Pegasus was an immortal, mythical winged divine horse in Greek mythology. According to the Ancient Romans and Greeks, the name Pegasus was associated with power and immortality-longevity. Ancients believed that Pegasus sometimes comes to people who need strength, virility, or healing. And this is exactly the ultimate goal of our project; through the application of pharmacogenomics, we aim to minimize the ADRs and the subsequent deaths, providing a better quality of life for the patient and life prolongation. At this point, we have to note that the initials P and G of the word PGasus stand for the term Pharmacogenomics.

PGx is an innovative and pioneering approach to Therapeutics and Precision Medicine, even if it is not widely used in clinical practice yet. Due to the wide range of applicability and the necessity of its use in determining the appropriate drug dosages and prescribing the best available drug therapy from the beginning, the field of Pharmacogenomics inspired us to create Project PGasus aiming to make individualized medicine accessible to everyone.

Prospects and Goals

Project PGasus aims to minimize the ADRs of a wide range of drugs and the subsequent deaths through a fast diagnosis with accuracy of results and reduced cost. To achieve this, our team is presenting a comprehensive workflow for the identification & functional characterization of Pharmacogenomics variants in order to propose the proper adjustment of drug dosage and thus decrease the risk of side effects.

Our vision is for Project PGasus to set the foundations and become an inspiration for future scientists to take this research a step further, aiming to detect not only common and rare variants but also novel ones. Oxford Nanopore MinION sequencer represents a remarkable example of third-generation sequencing. It is a one-of-a-kind technology that enables direct yet real-time analysis of short to ultra-long fragments of DNA or RNA in fully scalable formats.

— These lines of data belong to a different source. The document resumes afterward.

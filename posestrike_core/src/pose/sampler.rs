use pose_data::landmark::{KeypointId, LandmarkSet};
use tracing::trace;

use crate::error::PoseError;
use crate::pose::source::LandmarkSource;

/// Retries the detector on one image until every required keypoint is
/// present, keeping the most complete result seen so far.
#[derive(Debug, Clone, Copy)]
pub struct PoseSampler {
    max_attempts: u32,
}

impl PoseSampler {
    pub fn new(max_attempts: u32) -> Self {
        Self { max_attempts }
    }

    /// One initial detection, then up to `max_attempts` retries. A retry only
    /// replaces the best candidate if it has strictly more required ids.
    ///
    /// Never returns a set that lacks a required id.
    pub fn sample<F, S>(
        &self,
        source: &mut S,
        image: &F,
        required: &[KeypointId],
    ) -> Result<LandmarkSet, PoseError>
    where
        S: LandmarkSource<F> + ?Sized,
    {
        let mut best = LandmarkSet::new(source.infer(image));
        let mut best_count = best.count_present(required);

        let mut attempt = 0;
        while best_count < required.len() && attempt < self.max_attempts {
            attempt += 1;
            let candidate = LandmarkSet::new(source.infer(image));
            let count = candidate.count_present(required);
            trace!(attempt, count, best_count, "pose sample attempt");
            if count > best_count {
                best = candidate;
                best_count = count;
            }
        }

        if best_count == required.len() {
            Ok(best)
        } else {
            Err(PoseError::IncompletePose {
                found: best_count,
                required: required.len(),
                attempts: attempt,
            })
        }
    }
}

Establishing our approach as an everyday diagnostic tool, due to its portability, low-cost and time-saving, for public health systems around the world has always been our ultimate goal. The future step of our project is to develop a neural network for automatization of the NGS analysis, to make the results understandable by health professionals in order to make Pharmacogenomics more easily implemented in clinical practice. Last but not least, we hope to collaborate with the Ministry of Health to make our workflow adaptable to healthcare units while insurance companies could cover the operation cost. Being affordable, time-efficient, and easily transported to remote districts are the key points to persuade the government for its implementation.